I see everyone's in the right place. Birds of a feather...


----------



## dixiedragon (Nov 2, 2015)

Groan....

Wildcraft, your owl is great! I'm going to try felting some soap tonight, but no designs, just colors.


----------



## shunt2011 (Nov 2, 2015)

And quite the flock.  That's really cute.


----------



## navigator9 (Nov 2, 2015)

Hoot! I mean woot! Really nice job of felting.


----------



## JayJay (Nov 2, 2015)

I won't contribute to the puns here but I will pay you a compliment. 

I love your little owl soap! It is simply adorable.


----------



## JayJay (Nov 2, 2015)

How long did it take you to sew the owl?


----------



## jules92207 (Nov 2, 2015)

I am really impressed with your felting, it is just beautiful. Nicely done!


----------



## PrairieLights (Nov 2, 2015)

Adorable!!!


----------



## golden_seal (Nov 2, 2015)

I've been meaning to do this for awhile. It's sooo cute! Just need to get panty hose  mine most likely won't be as complicated as yours though. Lol. I love it.


----------



## Wildcraft_Garden (Nov 2, 2015)

JayJay said:


> How long did it take you to sew the owl?

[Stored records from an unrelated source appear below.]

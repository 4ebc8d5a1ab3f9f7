// SPDX-FileCopyrightText: 2026 Sealnote Contributors
// SPDX-License-Identifier: MIT OR Apache-2.0

//! SQLite implementation of the [`RecordStore`] contract.

use std::path::{Path, PathBuf};

use async_trait::async_trait;
use sealnote_config::StorageConfig;
use sealnote_core::{KeyGenRecord, PayloadRecord, RecordStore, SealnoteError};
use tracing::info;

use crate::database::Database;
use crate::queries;

/// SQLite-backed record store.
///
/// Read-your-writes and write serialization follow from the single
/// tokio-rusqlite connection: every operation runs on one background
/// thread in call order.
pub struct SqliteRecordStore {
    db: Option<Database>,
    path: PathBuf,
}

impl SqliteRecordStore {
    /// Open or create the store at the configured path, creating the
    /// schema and seeding the singleton records on first run.
    pub async fn open(config: &StorageConfig) -> Result<Self, SealnoteError> {
        let db = Database::open(&config.database_path, config.wal_mode).await?;
        Ok(Self {
            db: Some(db),
            path: PathBuf::from(&config.database_path),
        })
    }

    /// Whether a store exists at `path` without opening it.
    ///
    /// Used by the presentation layer to decide between "log in" and
    /// "create account" wording before any password is asked for.
    pub fn store_exists(path: impl AsRef<Path>) -> bool {
        path.as_ref().exists()
    }

    fn db(&self) -> Result<&Database, SealnoteError> {
        self.db.as_ref().ok_or_else(|| SealnoteError::StoreUnavailable {
            source: "store has been destroyed".into(),
        })
    }
}

#[async_trait]
impl RecordStore for SqliteRecordStore {
    async fn key_gen(&self) -> Result<KeyGenRecord, SealnoteError> {
        queries::get_key_gen(self.db()?).await
    }

    async fn put_key_gen(&self, record: &KeyGenRecord) -> Result<(), SealnoteError> {
        queries::put_key_gen(self.db()?, record).await
    }

    async fn payload(&self) -> Result<PayloadRecord, SealnoteError> {
        queries::get_payload(self.db()?).await
    }

    async fn put_payload(&self, record: &PayloadRecord) -> Result<(), SealnoteError> {
        queries::put_payload(self.db()?, record).await
    }

    async fn exists(&self) -> bool {
        self.db.is_some() && self.path.exists()
    }

    async fn destroy(&mut self) -> Result<(), SealnoteError> {
        let Some(db) = self.db.take() else {
            return Err(SealnoteError::StoreUnavailable {
                source: "store has already been destroyed".into(),
            });
        };

        // Fold the WAL back into the main file so removing the three
        // sqlite files leaves nothing behind.
        db.checkpoint().await?;
        drop(db);

        let base = self.path.as_os_str().to_os_string();
        for suffix in ["", "-wal", "-shm"] {
            let mut os = base.clone();
            os.push(suffix);
            match std::fs::remove_file(PathBuf::from(os)) {
                Ok(()) => {}
                Err(e) if e.kind() == std::io::ErrorKind::NotFound => {}
                Err(e) => {
                    return Err(SealnoteError::StoreUnavailable {
                        source: Box::new(e),
                    });
                }
            }
        }

        info!(path = %self.path.display(), "record store destroyed");
        Ok(())
    }
}
// SPDX-FileCopyrightText: 2026 Sealnote Contributors
// SPDX-License-Identifier: MIT OR Apache-2.0

//! Embedded database migrations using refinery.
//!
//! SQL migration files are compiled into the binary at build time via
//! `embed_migrations!`. Migrations run automatically on store open.

use sealnote_core::SealnoteError;

mod embedded {
    use refinery::embed_migrations;
    embed_migrations!("migrations");
}

/// Run all pending migrations against the given connection.
///
/// Refinery tracks applied migrations in its own `refinery_schema_history`
/// table, so opening an already-initialized store is a no-op here.
pub fn run_migrations(conn: &mut rusqlite::Connection) -> Result<(), SealnoteError> {
    embedded::migrations::runner()
        .run(conn)
        .map_err(|e| SealnoteError::StoreUnavailable {
            source: Box::new(e),
        })?;
    Ok(())
}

Thank you everyone. ☺ This little guy probably took me about an hour, hour and a half to needle felt, then a few rounds of wet felting with the soap. 

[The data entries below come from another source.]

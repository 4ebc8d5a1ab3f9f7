// SPDX-FileCopyrightText: 2026 Sealnote Contributors
// SPDX-License-Identifier: MIT OR Apache-2.0

//! Post-deserialization validation for configuration values.
//!
//! Validates semantic constraints that cannot be expressed via serde
//! attributes. Collects all errors instead of failing fast.

use crate::diagnostic::ConfigError;
use crate::model::SealnoteConfig;

/// Accepted log levels for `app.log_level`.
const LOG_LEVELS: &[&str] = &["error", "warn", "info", "debug", "trace"];

/// Floor for `vault.kdf_iterations`. The shipped default is 1,000,000;
/// anything below this makes offline guessing too cheap to be worth
/// persisting a store for.
const MIN_KDF_ITERATIONS: u32 = 1_000;

/// Validate a deserialized configuration for semantic correctness.
pub fn validate_config(config: &SealnoteConfig) -> Result<(), Vec<ConfigError>> {
    let mut errors = Vec::new();

    if config.storage.database_path.trim().is_empty() {
        errors.push(ConfigError::Validation {
            message: "storage.database_path must not be empty".to_string(),
        });
    }

    if !LOG_LEVELS.contains(&config.app.log_level.as_str()) {
        errors.push(ConfigError::Validation {
            message: format!(
                "app.log_level must be one of {}, got `{}`",
                LOG_LEVELS.join(", "),
                config.app.log_level
            ),
        });
    }

    if config.vault.kdf_iterations < MIN_KDF_ITERATIONS {
        errors.push(ConfigError::Validation {
            message: format!(
                "vault.kdf_iterations must be at least {MIN_KDF_ITERATIONS}, got {}",
                config.vault.kdf_iterations
            ),
        });
    }

    if errors.is_empty() { Ok(()) } else { Err(errors) }
}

It has definitely taken several months of trying different techniques to get ones that actually look like animals. It was also tricky at first to make sure I didn't wreck designs when I started wet felting. 

I'm a little embarrassed to post this one but it's good for a laugh, this was a moose I made for a friend's daughter as a thank you.  I daresay I've improved since then.


----------



## jules92207 (Nov 2, 2015)

That is adorable! Why be embarrassed, it looks great.


----------



## JayJay (Nov 3, 2015)

Wildcraft_Garden said:


> Thank you everyone. ☺ This little guy probably took me about an hour, hour and a half to needle felt, then a few rounds of wet felting with the soap.
> 
> It has definitely taken several months of trying different techniques to get ones that actually look like animals. It was also tricky at first to make sure I didn't wreck designs when I started wet felting.
> 
> I'm a little embarrassed to post this one but it's good for a laugh, this was a moose I made for a friend's daughter as a thank you.  I daresay I've improved since then.



The moose is very cute as well! You are talented!


----------